By default regex stores the matching part of the term in a buffer that can be cited in the replacement term using $0. In case you want to re-use only a part of the match, you have to define subparts using parentheses. In my example ^(.*)___(.*)$ I have defined two subparts (.*) before the three underscores and (.*) after the three underscores. I can cite these in the replacement term with $1 and $2 respectively. $1 I use in the file directory pattern and $2 I use in the filename pattern.

The problem that arises by using the citationkey is that the citation key does not allow to use any character you would like. I have not checked the manual to find out which characters are forbidden in the citationkey, I just used trial and error to find out. To circumvent this issue I used a trick that was used in building the pre-SQL, 7-bit ASCII textfile databases where many characters were not available (7-bit ASCII) and quite a few were reserved for storing instructions to the interpreters of the files. In those systems we used descriptive replacements between two dots for any symbol that was not available or reserved.
So, the citation key contains .comma. and the filename pattern replaces it with , similar for .hyphen., ...

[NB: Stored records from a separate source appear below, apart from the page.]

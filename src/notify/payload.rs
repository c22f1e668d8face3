// ABOUTME: Notification payload and transport metadata types
// ABOUTME: Immutable rendered-message structures consumed exactly once by a transport

use chrono::{DateTime, Utc};
use serde::{Deserialize, Serialize};
use uuid::Uuid;

use crate::context::RenderingContext;

/// Recipient/sender/subject metadata passed through to the transport. The
/// pipeline renders the subject but never validates addresses; that is the
/// transport's concern.
#[derive(Debug, Clone, Serialize, Deserialize, Default)]
pub struct TransportMetadata {
    pub recipients: Vec<String>,
    #[serde(default)]
    pub cc: Vec<String>,
    pub sender: String,
    pub subject: String,
}

impl TransportMetadata {
    pub fn new(recipients: Vec<String>, sender: &str, subject: &str) -> Self {
        Self {
            recipients,
            cc: Vec::new(),
            sender: sender.to_string(),
            subject: subject.to_string(),
        }
    }

    pub fn with_cc(mut self, cc: Vec<String>) -> Self {
        self.cc = cc;
        self
    }
}

#[derive(Debug, Clone, Copy, Serialize, PartialEq, Eq)]
#[serde(rename_all = "lowercase")]
pub enum BodyKind {
    Html,
    Text,
}

/// A fully rendered notification, ready for dispatch. Immutable once built;
/// consumed exactly once.
#[derive(Debug, Clone, Serialize)]
pub struct NotificationPayload {
    pub id: Uuid,
    pub template_ref: String,
    pub context: RenderingContext,
    pub body: String,
    pub body_kind: BodyKind,
    pub metadata: TransportMetadata,
    pub created_at: DateTime<Utc>,
}

impl NotificationPayload {
    pub fn new(
        template_ref: &str,
        context: RenderingContext,
        body: String,
        body_kind: BodyKind,
        metadata: TransportMetadata,
    ) -> Self {
        Self {
            id: Uuid::new_v4(),
            template_ref: template_ref.to_string(),
            context,
            body,
            body_kind,
            metadata,
            created_at: Utc::now(),
        }
    }
}

/// Acknowledgement returned by a transport after a successful dispatch.
#[derive(Debug, Clone, Serialize)]
pub struct DispatchAck {
    pub transport: String,
    pub message_id: Option<String>,
    pub dispatched_at: DateTime<Utc>,
}

impl DispatchAck {
    pub fn new(transport: &str) -> Self {
        Self {
            transport: transport.to_string(),
            message_id: None,
            dispatched_at: Utc::now(),
        }
    }

    pub fn with_message_id(mut self, message_id: String) -> Self {
        self.message_id = Some(message_id);
        self
    }
}
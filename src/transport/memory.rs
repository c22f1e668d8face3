// ABOUTME: In-memory transport capturing payloads instead of delivering them
// ABOUTME: Used by integration tests and as a dry-run sink

use async_trait::async_trait;
use std::sync::Mutex;
use tracing::debug;

use super::error::{Result, TransportError};
use super::Transport;
use crate::notify::{DispatchAck, NotificationPayload};

#[derive(Default)]
pub struct MemoryTransport {
    sent: Mutex<Vec<NotificationPayload>>,
    fail_with: Option<String>,
}

impl MemoryTransport {
    pub fn new() -> Self {
        Self::default()
    }

    /// A transport that rejects every dispatch, for exercising error paths.
    pub fn failing(message: &str) -> Self {
        Self {
            sent: Mutex::new(Vec::new()),
            fail_with: Some(message.to_string()),
        }
    }

    pub fn sent(&self) -> Vec<NotificationPayload> {
        self.sent.lock().expect("memory transport lock poisoned").clone()
    }

    pub fn count(&self) -> usize {
        self.sent.lock().expect("memory transport lock poisoned").len()
    }
}

#[async_trait]
impl Transport for MemoryTransport {
    async fn dispatch(&self, payload: &NotificationPayload) -> Result<DispatchAck> {
        if let Some(message) = &self.fail_with {
            return Err(TransportError::Delivery {
                message: message.clone(),
            });
        }

        debug!(payload_id = %payload.id, "capturing notification in memory");
        self.sent
            .lock()
            .expect("memory transport lock poisoned")
            .push(payload.clone());

        Ok(DispatchAck::new(self.name()))
    }

    fn name(&self) -> &'static str {
        "memory"
    }
}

@ggieling JabRef has a list of inbuilt characters that are not allowed, but you can adjust them Customize the citation key generator - JabRef

For generating the actual file names, JabRef has a list of illegal characters that will be automatically replaced by underscore

Interesting,

I have left the Remove the following characters setting in Citation Key patterns to the default value -`ʹ:!;?^+ This explains the removal of the hyphen, but not the comma and the space. I checked your code extract and in case the list of ILLEGAL_CHARS is an ascii number list, the space (ascii 32) and comma (ascii 44) are both not listed.
Is there perhaps an additional list of characters that are not allowed?

Just for completeness, the setting Replace in the citation key patterns is also in its default, empty, state.